§ **What the task requires**
Say how many lines in the data below contain the word "PredictionService", and give no other text.

§ **Entries shown**
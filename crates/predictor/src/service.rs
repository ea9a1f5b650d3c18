//! Prediction Service

use crate::error::ServiceError;
use crate::input::EmployeeInput;
use crate::outcome::{
    round_to, BatchPrediction, EmployeePrediction, PredictionPage, RiskLevel, SinglePrediction,
};
use crate::MAX_PAGE_SIZE;
use inference_engine::{positive_probability, Classifier};
use metrics::counter;
use reconciler::{Reconciler, Reconciliation};
use record_table::Table;
use std::sync::Arc;
use storage::{NewPrediction, PredictionRecord, PredictionRepository, SourceTables};
use tracing::{debug, info, warn};
use validator::Validate;

/// Classifier output for one row
#[derive(Debug, Clone)]
struct Scored {
    class: u8,
    probability: f64,
    probabilities: Vec<f64>,
}

/// Serves turnover predictions. Cheap to share behind an `Arc`.
pub struct PredictionService {
    classifier: Option<Arc<dyn Classifier>>,
    sources: Arc<dyn SourceTables>,
    repository: Arc<dyn PredictionRepository>,
    reconciler: Reconciler,
}

impl PredictionService {
    /// `classifier` is `None` when the model artifact failed to load; the
    /// service still answers CRUD and health requests in that state.
    pub fn new(
        classifier: Option<Arc<dyn Classifier>>,
        sources: Arc<dyn SourceTables>,
        repository: Arc<dyn PredictionRepository>,
    ) -> Self {
        match &classifier {
            Some(model) => info!("Prediction service ready with model {}", model.name()),
            None => warn!("Prediction service started without a model"),
        }
        Self {
            classifier,
            sources,
            repository,
            reconciler: Reconciler::new(),
        }
    }

    pub fn model_loaded(&self) -> bool {
        self.classifier.is_some()
    }

    pub fn backend_name(&self) -> &'static str {
        self.repository.backend_name()
    }

    fn classifier(&self) -> Result<&dyn Classifier, ServiceError> {
        self.classifier.as_deref().ok_or(ServiceError::Unavailable)
    }

    /// Score every employee present in all three HR extracts
    pub async fn predict_batch(&self) -> Result<BatchPrediction, ServiceError> {
        let result = self.run_batch().await;
        record_outcome("batch", result.as_ref().map(|b| b.total_employees));
        result
    }

    async fn run_batch(&self) -> Result<BatchPrediction, ServiceError> {
        let classifier = self.classifier()?;

        let sources = self.sources.load_sources().await?;
        debug!(
            "Loaded sources: {} SIRH, {} evaluation, {} survey rows",
            sources.sirh.len(),
            sources.evaluation.len(),
            sources.survey.len()
        );

        let matrix = match self
            .reconciler
            .reconcile(&sources.sirh, &sources.evaluation, &sources.survey)?
        {
            Reconciliation::Ready(matrix) => matrix,
            Reconciliation::Empty(reason) => return Err(ServiceError::NoData(reason)),
        };

        let scored = classify(classifier, matrix.table())?;
        let employee_ids = matrix.employee_ids();

        let records = employee_ids
            .iter()
            .zip(&scored)
            .map(|(id, s)| NewPrediction {
                employee_id: Some(*id),
                prediction: s.class,
                probability: s.probability,
                probabilities: s.probabilities.clone(),
            })
            .collect();
        let ids = self.repository.insert_predictions(records).await?;
        debug_assert_eq!(ids.len(), scored.len());

        let predictions = scored
            .iter()
            .zip(employee_ids)
            .zip(ids)
            .enumerate()
            .map(|(index, ((s, employee_id), prediction_id))| EmployeePrediction {
                prediction_id,
                employee_id: *employee_id,
                employee_index: index,
                will_leave: s.class == 1,
                probability: round_to(s.probability, 3),
                risk_level: RiskLevel::from_probability(s.probability),
            })
            .collect();

        let batch = BatchPrediction::new(predictions);
        info!(
            "Batch prediction: {} employees, {} high risk ({}%)",
            batch.total_employees, batch.statistics.high_risk, batch.statistics.high_risk_percentage
        );
        Ok(batch)
    }

    /// Score one posted employee
    pub async fn predict_one(&self, input: EmployeeInput) -> Result<SinglePrediction, ServiceError> {
        let result = self.run_one(input).await;
        record_outcome("single", result.as_ref().map(|_| 1));
        result
    }

    async fn run_one(&self, input: EmployeeInput) -> Result<SinglePrediction, ServiceError> {
        let classifier = self.classifier()?;
        input.validate()?;

        let table = input
            .to_table()
            .map_err(|e| ServiceError::MalformedInput(e.to_string()))?;
        let scored = classify(classifier, &table)?;
        let Some(first) = scored.into_iter().next() else {
            return Err(ServiceError::Inference("classifier returned no rows".to_string()));
        };

        let ids = self
            .repository
            .insert_predictions(vec![NewPrediction {
                employee_id: input.employee_id,
                prediction: first.class,
                probability: first.probability,
                probabilities: first.probabilities,
            }])
            .await?;
        let Some(&prediction_id) = ids.first() else {
            return Err(ServiceError::Persistence("no prediction id returned".to_string()));
        };

        debug!(
            "Single prediction {}: p = {:.4}",
            prediction_id, first.probability
        );
        Ok(SinglePrediction {
            prediction_id,
            will_leave: first.class == 1,
            probability: round_to(first.probability, 3),
            risk_level: RiskLevel::from_probability(first.probability),
        })
    }

    /// Page of stored predictions ordered by id; `limit` is capped
    pub async fn list_predictions(
        &self,
        skip: i64,
        limit: i64,
    ) -> Result<PredictionPage, ServiceError> {
        let skip = skip.max(0);
        let limit = limit.clamp(0, MAX_PAGE_SIZE);
        let predictions = self.repository.list_predictions(skip, limit).await?;
        let total = self.repository.count_predictions().await?;
        Ok(PredictionPage {
            total,
            skip,
            limit,
            predictions,
        })
    }

    pub async fn get_prediction(&self, id: i64) -> Result<PredictionRecord, ServiceError> {
        self.repository
            .get_prediction(id)
            .await?
            .ok_or(ServiceError::NotFound(id))
    }

    pub async fn delete_prediction(&self, id: i64) -> Result<(), ServiceError> {
        if self.repository.delete_prediction(id).await? {
            info!("Deleted prediction {}", id);
            Ok(())
        } else {
            Err(ServiceError::NotFound(id))
        }
    }
}

/// Run both classifier calls and check they line up with the input rows
fn classify(classifier: &dyn Classifier, table: &Table) -> Result<Vec<Scored>, ServiceError> {
    let classes = classifier.predict(table)?;
    let probabilities = classifier.predict_proba(table)?;

    if classes.len() != table.len() || probabilities.len() != table.len() {
        return Err(ServiceError::Inference(format!(
            "classifier returned {} classes and {} probability rows for {} inputs",
            classes.len(),
            probabilities.len(),
            table.len()
        )));
    }

    classes
        .into_iter()
        .zip(probabilities)
        .map(|(class, probabilities)| {
            let probability = positive_probability(&probabilities)?;
            if !(0.0..=1.0).contains(&probability) {
                return Err(ServiceError::Inference(format!(
                    "probability {} outside [0, 1]",
                    probability
                )));
            }
            Ok(Scored {
                class,
                probability,
                probabilities,
            })
        })
        .collect()
}

fn record_outcome(mode: &'static str, result: Result<usize, &ServiceError>) {
    match result {
        Ok(count) => counter!("turnover_predictions_total", "mode" => mode).increment(count as u64),
        Err(err) => {
            warn!("{} prediction failed: {}", mode, err);
            counter!("turnover_prediction_failures_total", "kind" => err.kind().as_str())
                .increment(1);
        }
    }
}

§ **Solution**
2